Randy said:
John G Harris said the following on 5/30/2006 3:46 PM:
[...] Randy Webb [...] writes
Further, ECMAScript is a theory about how things should be rather than
a reflection of how things really are.
Why do you say this?
Because it is.
It isn't? Can you tell me where to find the specification for innerHTML
in the ECMA documentation?
If you can, then my statement is false.
If you can't, then my statement is true.
No, your logic is flawed.
.innerHTML is very very widely supported yet you won't find it in the
ECMAScript documentation. That alone prevents ECMAScript from being a
reflection of reality and more a theory of how it should be.
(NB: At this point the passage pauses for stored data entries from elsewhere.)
use crate::{
    api::{error::ApiError, response::ApiResponse},
    models::{AddressView, EpochView, FeedView, SearchResult, StatusView, TxView},
    service,
    state::AppState,
};
use axum::{
    extract::{Path, Query, State},
    routing::{get, post},
    Router,
};
use serde::Deserialize;
use std::sync::Arc;
use tower_http::cors::CorsLayer;

// GET /api/search query parameters
#[derive(Deserialize)]
pub struct SearchQuery {
    #[serde(default)]
    q: String,
}

// Create router with all routes
pub fn create_router(app_state: Arc<AppState>) -> Router {
    Router::new()
        .route("/api/search", get(search))
        .route("/api/status", get(status))
        .route("/api/tx/{hash}", get(tx_view))
        .route("/api/address/{address}", get(address_view))
        .route("/api/address/{address}/more", post(address_more))
        .route("/api/epoch/{epoch}", get(epoch_view))
        .route("/api/epoch/{epoch}/more", post(epoch_more))
        .layer(CorsLayer::permissive())
        .with_state(app_state)
}

// GET /api/search handler
async fn search(Query(params): Query<SearchQuery>) -> Result<ApiResponse<SearchResult>, ApiError> {
    service::search(&params.q).map(ApiResponse::new)
}

// GET /api/status handler
async fn status(State(state): State<Arc<AppState>>) -> ApiResponse<StatusView> {
    ApiResponse::new(service::status(&state))
}

// GET /api/tx/{hash} handler
async fn tx_view(
    State(state): State<Arc<AppState>>,
    Path(hash): Path<String>,
) -> Result<ApiResponse<TxView>, ApiError> {
    service::tx_view(&state, &hash).await.map(ApiResponse::new)
}

// GET /api/address/{address} handler
async fn address_view(
    State(state): State<Arc<AppState>>,
    Path(address): Path<String>,
) -> Result<ApiResponse<AddressView>, ApiError> {
    service::address_view(&state, &address).await.map(ApiResponse::new)
}

// POST /api/address/{address}/more handler
async fn address_more(
    State(state): State<Arc<AppState>>,
    Path(address): Path<String>,
) -> Result<ApiResponse<FeedView>, ApiError> {
    service::address_more(&state, &address).await.map(ApiResponse::new)
}

// GET /api/epoch/{epoch} handler
async fn epoch_view(
    State(state): State<Arc<AppState>>,
    Path(epoch): Path<String>,
) -> Result<ApiResponse<EpochView>, ApiError> {
    service::epoch_view(&state, &epoch).await.map(ApiResponse::new)
}

// POST /api/epoch/{epoch}/more handler
async fn epoch_more(
    State(state): State<Arc<AppState>>,
    Path(epoch): Path<String>,
) -> Result<ApiResponse<FeedView>, ApiError> {
    service::epoch_more(&state, &epoch).await.map(ApiResponse::new)
}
ISTM you have yet to understand the basic difference between native
objects and host objects, among many other basic things about Web
development.
You will find no native object (all of them are defined in ECMAScript) to
have a built-in `innerHTML' property; element objects (that can have this
property built-in, depending on the DOM) are host objects, not native
objects. In fact, element objects are provided by the Document Object
Model of the host environment (here: HTML UA), and as such may have other
properties that are not defined in any standard. (Where the corresponding
Web standard here is not ECMA-262, but the W3C DOM, particularly W3C DOM
Level 2 HTML.)
On the other hand, in ECMAScript implementations you will find the Global
Object to have host-defined properties, such as `window'. Those are of
course not defined in the ECMAScript Specification explicitly. However,
ECMAScript allows the Global Object explicitly to have such properties.
Furthermore, known implementation-specific deviations from the
Specification are backed up by the Specification's own Conformance section.
Probably someone has explained all of this (to you) here before.